Two years after the original plan was unveiled, the Harvard Kennedy School of Government came out with a very damning report on China’s EV strategy. If you have ever sat down in a bar or pub next to a petrol head who believes that the height of sexual satisfaction is watching an old episode of Top Gear with Jeremy Clarkson you would get the gist:

“In mid-2013, China had only about 40,000 EVs on the road, more than 80% of which were public fleet vehicles (e.g. taxis and buses). China EV incentives face the same challenges as the rest of the world: high battery costs, long charging times, and no obvious business model for charging infrastructure. But domestic barriers loom even larger.
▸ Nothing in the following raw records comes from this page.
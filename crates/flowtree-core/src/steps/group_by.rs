//! `GroupByStep` (§4.3): inserts a grouping level above a scope path, moving
//! `grouping_properties` to an enclosing row and everything else into a new
//! child array named `array_name`.

use std::collections::HashMap;
use std::sync::Arc;

use parking_lot::Mutex;

use crate::descriptor::TypeDescriptor;
use crate::event::{notify_added, notify_modified, notify_removed, EventSink, SinkList, Step};
use crate::path::{path_starts_with, Key, KeyPath, KeyPathHash, PropName, SegPath};
use crate::value::{Props, Value};

/// Per-group bookkeeping, keyed by `(parentKeyPathHash, groupKey)`.
struct GroupState {
    member_count: usize,
    grouping_props: Props,
}

/// Per-item bookkeeping, keyed by `(parentKeyPathHash, itemKey)`. Holds the
/// full last-known props so a regroup can re-derive both the new group key
/// and the remaining (non-grouping) props for the child row.
struct ItemState {
    group_key: Key,
    props: Props,
}

type ItemsTable = Mutex<HashMap<(KeyPathHash, Key), ItemState>>;

fn canonicalize_group_key(props: &Props, grouping_properties: &[PropName]) -> Key {
    use std::collections::BTreeMap;
    let subset: BTreeMap<&str, &Value> = grouping_properties
        .iter()
        .filter_map(|p| props.get(&**p).map(|v| (&**p, v)))
        .collect();
    let canonical = serde_json::to_string(&subset).unwrap_or_default();

    use std::hash::{Hash as _, Hasher as _};
    let mut hasher = ahash::AHasher::default();
    canonical.hash(&mut hasher);
    format!("{:016x}", hasher.finish()).into()
}

fn grouping_subset(props: &Props, grouping_properties: &[PropName]) -> Props {
    let mut out = Props::new();
    for p in grouping_properties {
        if let Some(v) = props.get(&**p) {
            out.insert(p.to_string(), v.clone());
        }
    }
    out
}

fn remaining_props(props: &Props, grouping_properties: &[PropName]) -> Props {
    let mut out = props.clone();
    for p in grouping_properties {
        out.remove(&**p);
    }
    out
}

/// Inserts `group_key` into a key path at `scope_len`, the boundary between
/// the parent and the (formerly item-, now group-keyed) child array.
fn insert_group_key(scope_len: usize, key_path: &KeyPath, group_key: &Key) -> KeyPath {
    let keys = key_path.as_slice();
    KeyPath::from_keys(
        keys[..scope_len]
            .iter()
            .cloned()
            .chain(std::iter::once(group_key.clone()))
            .chain(keys[scope_len..].iter().cloned()),
    )
}

/// Forwards events for a path at or below the new child array level,
/// remapping the key path to insert the owning group's key. Unlike
/// `FilterStep`'s deep gate, there is no pass/fail gating here — only
/// address translation.
struct ChildRelay {
    scope_len: usize,
    items: Arc<ItemsTable>,
    output_seg: SegPath,
    added_sinks: Mutex<SinkList>,
    removed_sinks: Mutex<SinkList>,
    modified_sinks: Mutex<HashMap<PropName, SinkList>>,
}

impl ChildRelay {
    fn group_key_for(&self, key_path: &KeyPath) -> Option<Key> {
        let prefix = KeyPath::from_keys(key_path.as_slice()[..self.scope_len].iter().cloned());
        let item_key = key_path.as_slice()[self.scope_len].clone();
        self.items.lock().get(&(prefix.hash_id(), item_key)).map(|s| s.group_key.clone())
    }
}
The country has a weak domestic auto sector, counterproductive trade barrier, a balkanized subsidy and infrastructure program, and uncertainty over standards and technology.”

“The idea that electric vehicles for private and public use could allow China to leapfrog the internal combustion engine (ICE) and build a clean, high-tech transpiration system was a compelling vision. In 2010, New York Times columnist Thomas Friedman wrote: “It will be a moon shot for them, a hobby for us, and you’ll import your new electric car from China just like you’re now importing your oil from Saudi Arabia.” Despite Friedman’s forecast, China remains a long way from meeting its ambitious goals.”

So China has gone from 44,000 EVs on the road in mid 2013 to an estimate of around 2.5 million at the end of 2018. To reach 5 million EV sales at the end of 2020 would require sales growth of less than 50% in 2019 and 2020. It really doesn’t look that difficult. Against the backdrop of these numbers, the Harvard-Kennedy study conclusion looks, well, embarrassing:

“In addition to the unexpectedly difficult infrastructure challenge, it seems the Chinese government was over-optimistic about the technological capacity of China’s domestic automakers. It overestimated the amount of technology transfer that foreign firms had imparted on their domestic JV partners. An absence of data in the Chinese policy making process helps explain why basic driver in the Chinese vehicle market, as well as more tangible issues such as battery costs, were poorly understood.”

On top of this, the Chinese state has recently added a very nasty stick to its tasty subsidy carrot in the form of a zero-emission vehicle credit system for auto manufacturers. The details of this scheme can be found here. It’s certainly complicated, but basically the idea is that every auto maker in China must sell a certain percentage of its vehicles that meet a range of EV standards. Auto makers get credits for those vehicles they sell that meet the necessary EV standards. But if they don’t get enough “New Energy Vehicle” (NEV) credits they can then buy them in from other companies who are more fully committed to the EV programme (and as such have surplus credits).

Imagine a race where the all the contestants are forced to run with weights. Subsidies allow the EV contestants to run with lighter weights. Conversely, an NEV credit system means that that non EV internal combustion engine contestants have additional weights attached to their legs.